Wealthy condo owners benefit from New York City’s flawed property appraisal process, in which officials use arbitrary calculations and shift the majority of tax burdens to cheaper properties and rentals, according to a new survey from Bloomberg News.

Authorities blamed the imbalances in tax bills on Section 581 of the New York Property Tax Act, which has been interpreted to mean that appraisers determine the assessed value based on the hypothetical income that co-ops and the condos would generate. Since this is not the case, the values ​​create a hypothetical guessing game and a large margin of variation.

Appraisers use comparables to determine hypothetical earnings, but they all seem to use different values ​​to determine the number. For some properties, the income figure has been changed hundreds of times for different comparisons, skewing the capitalization rate, which is determined by dividing net income by the market value of a property.

The authorities appear to lower the assessed values ​​of expensive condominiums by raising the cap rate to a level much higher than what the real market dictates, resulting in lower property values ​​than the market suggests and greater tax relief. For less expensive condos, the appraised values ​​are more faithful to the market value, thus reducing any tax advantage.

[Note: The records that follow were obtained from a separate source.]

//! Unified chat request/response shapes

use chrono::{DateTime, Utc};
use serde::{Deserialize, Serialize};

use super::message::Message;
use super::tool::ToolDefinition;

/// Provider-agnostic chat request. The dispatcher fills `model` and
/// `max_tokens` defaults before the adapter sees it.
#[derive(Debug, Clone, Default, Serialize, Deserialize)]
pub struct ChatRequest {
    #[serde(default, skip_serializing_if = "Option::is_none")]
    pub model: Option<String>,
    pub messages: Vec<Message>,
    #[serde(default, skip_serializing_if = "Option::is_none")]
    pub tools: Option<Vec<ToolDefinition>>,
    #[serde(default, skip_serializing_if = "Option::is_none")]
    pub max_tokens: Option<u32>,
    #[serde(default, skip_serializing_if = "Option::is_none")]
    pub temperature: Option<f64>,
    #[serde(default, skip_serializing_if = "std::ops::Not::not")]
    pub stream: bool,
    #[serde(default, skip_serializing_if = "Option::is_none")]
    pub system_prompt: Option<String>,
}

impl ChatRequest {
    pub fn new(messages: Vec<Message>) -> Self {
        Self {
            messages,
            ..Default::default()
        }
    }
}

/// Token usage statistics reported by the provider.
#[derive(Debug, Clone, Copy, Default, Serialize, Deserialize, PartialEq, Eq)]
pub struct Usage {
    pub prompt_tokens: u64,
    pub completion_tokens: u64,
    pub total_tokens: u64,
}

impl Usage {
    pub fn accumulate(&mut self, other: &Usage) {
        self.prompt_tokens += other.prompt_tokens;
        self.completion_tokens += other.completion_tokens;
        self.total_tokens += other.total_tokens;
    }
}

#[derive(Debug, Clone, Serialize, Deserialize)]
pub struct Choice {
    pub index: u32,
    pub message: Message,
    #[serde(default)]
    pub finish_reason: String,
}

/// Provider-agnostic chat response.
#[derive(Debug, Clone, Serialize, Deserialize)]
pub struct ChatResponse {
    pub id: String,
    pub object: String,
    pub created: DateTime<Utc>,
    pub model: String,
    pub choices: Vec<Choice>,
    #[serde(default)]
    pub usage: Usage,
}

impl ChatResponse {
    /// The first choice's message, if the provider returned any.
    pub fn message(&self) -> Option<&Message> {
        self.choices.first().map(|c| &c.message)
    }
}

#[cfg(test)]
mod tests {
    use super::*;

    #[test]
    fn test_usage_accumulate() {
        let mut total = Usage::default();
        total.accumulate(&Usage {
            prompt_tokens: 10,
            completion_tokens: 5,
            total_tokens: 15,
        });
        total.accumulate(&Usage {
            prompt_tokens: 1,
            completion_tokens: 2,
            total_tokens: 3,
        });
        assert_eq!(total.prompt_tokens, 11);
        assert_eq!(total.total_tokens, 18);
    }

    #[test]
    fn test_request_skips_unset_fields() {
        let req = ChatRequest::new(vec![Message::user("hi")]);
        let v = serde_json::to_value(&req).unwrap();
        assert!(v.get("model").is_none());
        assert!(v.get("stream").is_none());
        assert!(v.get("system_prompt").is_none());
    }
}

City officials didn’t reveal much to Bloomberg about how the capitalization rate was determined, but found that an estimated effective tax rate of at least 5% is added to the rate. cap to account for tax payments from a previous year, grossly overestimating the estimate. .

Bloomberg reports that the assessed value of tens of thousands of condos has fallen by about 80% on average due to flaws in the property appraisal process.

A study reviewed by Bloomberg shows that annual property taxes have gone from around $ 292 million from the top 10% to the bottom 90% in New York City. Another study showed an even bigger change of about $ 450 million.

Bloomberg cited 163 cases, based on sales and tax records from 2017 to 2019, in which the valuation of an entire condominium was less than the sale price of a unit in the building, highlighting the flaws in the evaluation system.

Three years ago, Mayor Bill de Blasio announced the creation of a committee to review and redesign the system. In February, de Blasio pledged to relaunch the administration’s initiatives regarding property tax reform and cited a delay in the preliminary report on the pandemic.

Amid the slow pace of tackling inequality, Tax Equity Now New York, a local tax reform group, in a May letter called on the Department of Justice to challenge the city’s tax structure under the Fair Housing Act.

The real deal previously reported that TENNY policy director Martha Stark cited the challenge by the Nassau County Department of Property Tax Laws on the grounds that higher rates in black and Latino neighborhoods violated the law.

In the letter, Stark argued that residents of color are taxed at higher rates through a “dizzying array of valuation methods, caps, adjustments, allowances and other characteristics.”